I am currently building a Node.js application and trying to use JWT to handle sessions. In every implementation that I've seen the refresh-token is stored in a fast database like redis. When the token has expired, the client sends the refresh-token to get the new access-token, then the server checks if the refresh-token is in the database, then generates a new token.

But since the refresh-token must be generated by the server, cannot be tampered with, and we can also check if it has expired, why do we need to store it. If it is for logout then can't we just store the user_id in the database for the people who have been logged in without storing the refresh-token.

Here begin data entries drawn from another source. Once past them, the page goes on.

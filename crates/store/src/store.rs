//! Per-entity store shared by every consumer of that entity type.
use std::sync::Arc;

use api_types::{Identified, OwnerId};
use chrono::{DateTime, Utc};
use tokio::sync::{Mutex, watch};

use crate::{
    backend::Backend,
    coordinator::FetchCoordinator,
    entry::EntityCache,
    error::{BackendError, StoreError},
    reducer::Action,
    registry::EntityKind,
};

#[derive(Clone, Copy, Debug, Default, PartialEq, Eq)]
pub struct RefreshOptions {
    /// Expose the fetch through `is_loading` while it runs.
    pub show_loading: bool,
    /// Fetch even when the cache is fresh for the current owner.
    pub force: bool,
}

/// Point-in-time view of a store, as handed to UI consumers.
#[derive(Clone, Debug, PartialEq)]
pub struct StoreSnapshot<T> {
    pub data: Option<Vec<T>>,
    pub is_loading: bool,
    pub is_fetched: bool,
    pub fetched_at: Option<DateTime<Utc>>,
    pub fetched_by: Option<OwnerId>,
    pub error: Option<StoreError>,
}

#[derive(Debug)]
pub(crate) struct StoreState<T> {
    pub(crate) cache: EntityCache<T>,
    pub(crate) error: Option<StoreError>,
}

pub struct EntityStore<T, B> {
    kind: EntityKind,
    pub(crate) backend: Arc<B>,
    identity: watch::Receiver<Option<OwnerId>>,
    pub(crate) state: Mutex<StoreState<T>>,
    pub(crate) coordinator: FetchCoordinator,
}

impl<T, B> EntityStore<T, B>
where
    T: Identified + Clone + Send + Sync,
{
    /// Creates an empty store reading the signed-in owner from `identity`.
    pub fn new(
        kind: EntityKind,
        backend: Arc<B>,
        identity: watch::Receiver<Option<OwnerId>>,
    ) -> Self {
        Self {
            kind,
            backend,
            identity,
            state: Mutex::new(StoreState {
                cache: EntityCache::new(),
                error: None,
            }),
            coordinator: FetchCoordinator::new(),
        }
    }

    pub fn kind(&self) -> EntityKind {
        self.kind
    }

    pub fn current_owner(&self) -> Option<OwnerId> {
        *self.identity.borrow()
    }

    pub async fn data(&self) -> Option<Vec<T>> {
        self.state.lock().await.cache.get().map(<[T]>::to_vec)
    }

    /// Cached data, only if it was fetched for `owner`.
    pub async fn data_for(&self, owner: &OwnerId) -> Option<Vec<T>> {
        let state = self.state.lock().await;
        if !state.cache.is_fresh_for(owner) {
            return None;
        }
        state.cache.get().map(<[T]>::to_vec)
    }

    pub fn is_loading(&self) -> bool {
        self.coordinator.is_loading()
    }

    pub async fn is_fetched(&self) -> bool {
        self.state.lock().await.cache.fetched_at().is_some()
    }

    pub async fn fetched_at(&self) -> Option<DateTime<Utc>> {
        self.state.lock().await.cache.fetched_at()
    }

    pub async fn fetched_by(&self) -> Option<OwnerId> {
        self.state.lock().await.cache.fetched_by()
    }

    pub async fn error(&self) -> Option<StoreError> {
        self.state.lock().await.error.clone()
    }

    pub async fn snapshot(&self) -> StoreSnapshot<T> {
        let state = self.state.lock().await;
        StoreSnapshot {
            data: state.cache.get().map(<[T]>::to_vec),
            is_loading: self.coordinator.is_loading(),
            is_fetched: state.cache.fetched_at().is_some(),
            fetched_at: state.cache.fetched_at(),
            fetched_by: state.cache.fetched_by(),
            error: state.error.clone(),
        }
    }

    /// Drops cached data, freshness and error. A fetch still in flight will
    /// not write its result.
    pub async fn reset_store(&self) {
        let mut state = self.state.lock().await;
        state.cache.clear();
        state.error = None;
    }

    pub async fn dispatch(&self, action: Action<T>) {
        self.state.lock().await.cache.apply(action);
    }

    pub async fn add_item(&self, item: T) {
        self.dispatch(Action::AddItem(item)).await;
    }

    pub async fn update_by_id(&self, item: T) {
        self.dispatch(Action::UpdateById(item)).await;
    }

    pub async fn remove_by_id(&self, id: i64) {
        self.dispatch(Action::RemoveById(id)).await;
    }

    pub async fn remove_multiple_by_id(&self, ids: Vec<i64>) {
        self.dispatch(Action::RemoveMultipleById(ids)).await;
    }
}

impl<T, B> EntityStore<T, B>
where
    T: Identified + Clone + Send + Sync,
    B: Backend<T>,
{
    /// Creates `payload` on the server, then mirrors the confirmed entity.
    pub async fn create(&self, payload: &T) -> Result<T, BackendError> {
        let created = self.backend.create_one(payload).await?;
        self.add_item(created.clone()).await;
        Ok(created)
    }

    pub async fn update(&self, payload: &T) -> Result<T, BackendError> {
        let updated = self.backend.update_one(payload).await?;
        self.update_by_id(updated.clone()).await;
        Ok(updated)
    }

    pub async fn delete(&self, id: i64) -> Result<T, BackendError> {
        let deleted = self.backend.delete_one(id).await?;
        self.remove_by_id(id).await;
        Ok(deleted)
    }
}
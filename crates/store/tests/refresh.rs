use std::{
    sync::{
        Arc,
        atomic::{AtomicBool, AtomicI64, AtomicUsize, Ordering},
    },
    time::Duration,
};

use api_types::{OwnerId, category::Category};
use store::{Backend, BackendError, EntityKind, EntityStore, RefreshOptions, StoreError};
use tokio::sync::{Mutex, Notify, watch};
use uuid::Uuid;

enum Reply {
    Data(Vec<Category>),
    Transport,
    Cancelled,
}

struct Scripted {
    calls: AtomicUsize,
    gated: bool,
    gate: Notify,
    reply: Mutex<Reply>,
    fail_writes: AtomicBool,
    next_id: AtomicI64,
}

impl Scripted {
    fn new(data: Vec<Category>) -> Self {
        Self {
            calls: AtomicUsize::new(0),
            gated: false,
            gate: Notify::new(),
            reply: Mutex::new(Reply::Data(data)),
            fail_writes: AtomicBool::new(false),
            next_id: AtomicI64::new(100),
        }
    }

    fn gated(data: Vec<Category>) -> Self {
        Self {
            gated: true,
            ..Self::new(data)
        }
    }

    fn calls(&self) -> usize {
        self.calls.load(Ordering::SeqCst)
    }

    async fn reply_with(&self, reply: Reply) {
        *self.reply.lock().await = reply;
    }

    fn write_result(&self, payload: &Category) -> Result<Category, BackendError> {
        if self.fail_writes.load(Ordering::SeqCst) {
            return Err(BackendError::Transport("503: unavailable".to_string()));
        }
        Ok(payload.clone())
    }
}

impl Backend<Category> for Scripted {
    async fn fetch_all(&self) -> Result<Vec<Category>, BackendError> {
        self.calls.fetch_add(1, Ordering::SeqCst);
        if self.gated {
            self.gate.notified().await;
        }
        match &*self.reply.lock().await {
            Reply::Data(data) => Ok(data.clone()),
            Reply::Transport => Err(BackendError::Transport("connection reset".to_string())),
            Reply::Cancelled => Err(BackendError::Cancelled),
        }
    }

    async fn create_one(&self, payload: &Category) -> Result<Category, BackendError> {
        let mut created = self.write_result(payload)?;
        created.id = self.next_id.fetch_add(1, Ordering::SeqCst);
        Ok(created)
    }

    async fn update_one(&self, payload: &Category) -> Result<Category, BackendError> {
        self.write_result(payload)
    }

    async fn delete_one(&self, id: i64) -> Result<Category, BackendError> {
        self.write_result(&category(id, "deleted"))
    }
}

fn category(id: i64, name: &str) -> Category {
    Category {
        id,
        name: name.to_string(),
        description: None,
    }
}

fn owner() -> OwnerId {
    OwnerId::new(Uuid::new_v4())
}

fn store_for(
    backend: &Arc<Scripted>,
    owner: Option<OwnerId>,
) -> (
    EntityStore<Category, Scripted>,
    watch::Sender<Option<OwnerId>>,
) {
    let (owner_tx, identity) = watch::channel(owner);
    let store = EntityStore::new(EntityKind::Categories, Arc::clone(backend), identity);
    (store, owner_tx)
}

fn forced() -> RefreshOptions {
    RefreshOptions {
        show_loading: false,
        force: true,
    }
}

#[tokio::test]
async fn refresh_without_owner_is_a_noop() {
    let backend = Arc::new(Scripted::new(vec![category(1, "Food")]));
    let (store, _owner) = store_for(&backend, None);

    assert!(!store.refresh(true).await);
    assert_eq!(backend.calls(), 0);
    assert_eq!(store.data().await, None);
}

#[tokio::test]
async fn refresh_stamps_owner_and_then_hits_cache() {
    let alice = owner();
    let backend = Arc::new(Scripted::new(vec![category(1, "Food")]));
    let (store, _owner) = store_for(&backend, Some(alice));

    assert!(store.refresh(true).await);
    assert!(store.refresh(true).await);

    assert_eq!(backend.calls(), 1);
    let snapshot = store.snapshot().await;
    assert_eq!(snapshot.data, Some(vec![category(1, "Food")]));
    assert!(snapshot.is_fetched);
    assert!(!snapshot.is_loading);
    assert_eq!(snapshot.fetched_by, Some(alice));
    assert_eq!(snapshot.error, None);
}

#[tokio::test]
async fn forced_refresh_always_fetches() {
    let backend = Arc::new(Scripted::new(vec![category(1, "Food")]));
    let (store, _owner) = store_for(&backend, Some(owner()));

    assert!(store.refresh(false).await);
    assert!(store.refresh_with(forced()).await);
    assert_eq!(backend.calls(), 2);
}

#[tokio::test]
async fn concurrent_refreshes_share_one_fetch() {
    let backend = Arc::new(Scripted::gated(vec![category(1, "Food")]));
    let (store, _owner) = store_for(&backend, Some(owner()));

    let (first, second, ()) = tokio::join!(store.refresh(true), store.refresh(false), async {
        backend.gate.notify_one();
    });

    assert!(first);
    assert!(second);
    assert_eq!(backend.calls(), 1);
    assert!(!store.is_loading());
}

#[tokio::test]
async fn followers_share_the_leader_failure() {
    let backend = Arc::new(Scripted::gated(Vec::new()));
    backend.reply_with(Reply::Transport).await;
    let (store, _owner) = store_for(&backend, Some(owner()));

    let (first, second, ()) = tokio::join!(store.refresh(false), store.refresh(false), async {
        backend.gate.notify_one();
    });

    assert!(!first);
    assert!(!second);
    assert_eq!(backend.calls(), 1);
}

#[tokio::test]
async fn is_loading_only_while_a_loading_fetch_runs() {
    let backend = Arc::new(Scripted::gated(vec![category(1, "Food")]));
    let (store, _owner) = store_for(&backend, Some(owner()));

    let (ok, ()) = tokio::join!(store.refresh(true), async {
        tokio::task::yield_now().await;
        assert!(store.is_loading());
        backend.gate.notify_one();
    });

    assert!(ok);
    assert!(!store.is_loading());
}

#[tokio::test]
async fn failed_refresh_keeps_stale_data_and_records_error() {
    let backend = Arc::new(Scripted::new(vec![category(1, "Food")]));
    let (store, _owner) = store_for(&backend, Some(owner()));
    assert!(store.refresh(false).await);
    let stamped = store.fetched_at().await;

    backend.reply_with(Reply::Transport).await;
    assert!(!store.refresh_with(forced()).await);

    assert_eq!(store.data().await, Some(vec![category(1, "Food")]));
    assert_eq!(store.fetched_at().await, stamped);
    assert!(matches!(store.error().await, Some(StoreError::Transport(_))));

    backend
        .reply_with(Reply::Data(vec![category(2, "Rent")]))
        .await;
    assert!(store.refresh_with(forced()).await);
    assert_eq!(store.error().await, None);
    assert_eq!(store.data().await, Some(vec![category(2, "Rent")]));
}

#[tokio::test]
async fn invalid_payload_is_rejected_as_a_whole() {
    let backend = Arc::new(Scripted::new(vec![category(1, "Food"), category(2, " ")]));
    let (store, _owner) = store_for(&backend, Some(owner()));

    assert!(!store.refresh(false).await);

    assert_eq!(store.data().await, None);
    assert!(!store.is_fetched().await);
    assert!(matches!(
        store.error().await,
        Some(StoreError::Validation(_))
    ));
}

#[tokio::test]
async fn cancelled_fetch_is_neither_success_nor_error() {
    let backend = Arc::new(Scripted::new(Vec::new()));
    backend.reply_with(Reply::Cancelled).await;
    let (store, _owner) = store_for(&backend, Some(owner()));

    assert!(store.refresh(true).await);

    assert_eq!(store.error().await, None);
    assert_eq!(store.fetched_at().await, None);
    assert_eq!(store.fetched_by().await, None);
    assert!(!store.is_loading());
}

#[tokio::test]
async fn dropping_the_leader_releases_the_guard() {
    let backend = Arc::new(Scripted::gated(vec![category(1, "Food")]));
    let (store, _owner) = store_for(&backend, Some(owner()));

    let aborted = tokio::time::timeout(Duration::from_millis(20), store.refresh(true)).await;
    assert!(aborted.is_err());
    assert!(!store.is_loading());
    assert_eq!(store.fetched_at().await, None);

    backend.gate.notify_one();
    assert!(store.refresh(false).await);
    assert_eq!(backend.calls(), 2);
    assert!(store.is_fetched().await);
}

#[tokio::test]
async fn owner_change_makes_cache_stale() {
    let alice = owner();
    let bob = owner();
    let backend = Arc::new(Scripted::new(vec![category(1, "Food")]));
    let (store, owner_tx) = store_for(&backend, Some(alice));
    assert!(store.refresh(false).await);

    owner_tx.send_replace(Some(bob));

    assert_eq!(store.data_for(&bob).await, None);
    assert!(store.refresh(false).await);
    assert_eq!(backend.calls(), 2);
    assert_eq!(store.fetched_by().await, Some(bob));
    assert_eq!(store.data_for(&alice).await, None);
}

#[tokio::test]
async fn fetch_landing_after_reset_is_discarded() {
    let backend = Arc::new(Scripted::gated(vec![category(1, "Food")]));
    let (store, _owner) = store_for(&backend, Some(owner()));

    let (ok, ()) = tokio::join!(store.refresh(false), async {
        tokio::task::yield_now().await;
        store.reset_store().await;
        backend.gate.notify_one();
    });

    assert!(!ok);
    assert_eq!(store.data().await, None);
    assert_eq!(store.error().await, None);
}

#[tokio::test]
async fn confirmed_writes_are_mirrored() {
    let backend = Arc::new(Scripted::new(vec![category(1, "Food"), category(2, "Rent")]));
    let (store, _owner) = store_for(&backend, Some(owner()));
    assert!(store.refresh(false).await);

    let created = store.create(&category(0, "Travel")).await.unwrap();
    assert_eq!(created.id, 100);
    store.update(&category(2, "Housing")).await.unwrap();
    store.delete(1).await.unwrap();

    assert_eq!(
        store.data().await,
        Some(vec![category(100, "Travel"), category(2, "Housing")])
    );
    assert!(store.is_fetched().await);
}

#[tokio::test]
async fn rejected_write_leaves_cache_untouched() {
    let backend = Arc::new(Scripted::new(vec![category(1, "Food")]));
    let (store, _owner) = store_for(&backend, Some(owner()));
    assert!(store.refresh(false).await);

    backend.fail_writes.store(true, Ordering::SeqCst);
    assert!(store.update(&category(1, "Groceries")).await.is_err());
    assert!(store.delete(1).await.is_err());

    assert_eq!(store.data().await, Some(vec![category(1, "Food")]));
}

#[tokio::test]
async fn local_actions_on_empty_store_do_not_panic() {
    let backend = Arc::new(Scripted::new(Vec::new()));
    let (store, _owner) = store_for(&backend, Some(owner()));

    store.remove_by_id(1).await;
    store.update_by_id(category(1, "Food")).await;
    store.remove_multiple_by_id(vec![1, 2]).await;
    assert_eq!(store.data().await, None);

    store.add_item(category(4, "Gifts")).await;
    assert_eq!(store.data().await, Some(vec![category(4, "Gifts")]));
    assert!(!store.is_fetched().await);
}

I was also thinking along the lines of storing the newest access-token instead of refresh-token in redis as value for the user_id. The reason being that we will generate a new access-token only when the previous one has expired. So the following scenario cannot happen,

1. User logs in, gets access-token and refresh-token.
2. Immediately refreshes their token while the previous one is still valid.
3. Logs out, and uses their old access token.

Since most implementations blacklist only the access-token provided by the client during logout, I believe this scenario can be possible if the REST API is used by the client.

So what is the use of storing the refresh-token, and would storing the access-token instead be beneficial in any way. Some more information regarding the application,

1. I am using redis for logged in users, and blacklisted access-token (provided during logout).
2. I am storing both refresh and access tokens in httpOnly cookies, and sending access tokens as bearer tokens.
3. refresh-token is sent in POST body while refreshing the access token.
4. I am not using https

CodePudding user response：

Let me answer each of your questions:

• "But since the refresh-token must be generated by the server, cannot be tampered with, and we can also check if it has expired, why do we need to store it":

Refresh tokens are meant to have very long expiration times (possibly months), so that users do not have to log into the application frequently (especially in the case of mobile applications). Therefore, if a malicious person steals a user's refresh token, the user's protected information will be exposed for a long time. In case this happens, a considerably secure application should have mechanisms to, for example, detect sudden changes in the IP address of its users and report them. Now, if a user confirms the existence of strange behavior in his account, it is necessary to revoke all his refresh tokens to protect his information, and to do this, it is necessary to have control of the refresh tokens that a certain user has, so they have to be stored.

• "If it is for logout then can't we just store the user_id in the database for the people who have been logged in without storing the refresh-token":

You need to store both, both the "user_id" and the refresh tokens, in such a way that you can have a control of all the refresh tokens of a certain "user_id" (as stated above). If you only want to store the "user_id" of the logged in users (without storing refresh tokens), I don't know how you will check if a user is authorized to renew an access token without having to make the user log in.

• "I was also thinking along the lines of storing the newest access-token instead of refresh-token...":

1. By doing this you are losing advantages of the "stateless" approach offered by JWTs (https://restfulapi.net/statelessness), since you are storing a state of them. If you really want something like this, it's probably best to use a "stateful" approach like sessions.
2. I don't see the reason to do this. Suppose you have a web application and a mobile application connected to a RESTful API, if the user logs into both applications he will have multiple valid access tokens and refresh tokens, so it is perfectly normal for a user to have multiple valid tokens at the same time.
3. If a user logs out, simply remove the access token and the refresh token from his device, additionally, remove the refresh token from the database. Use short expiration times on access tokens (15 minutes is very common), and so you have no need to store them as they will expire quickly. That's it.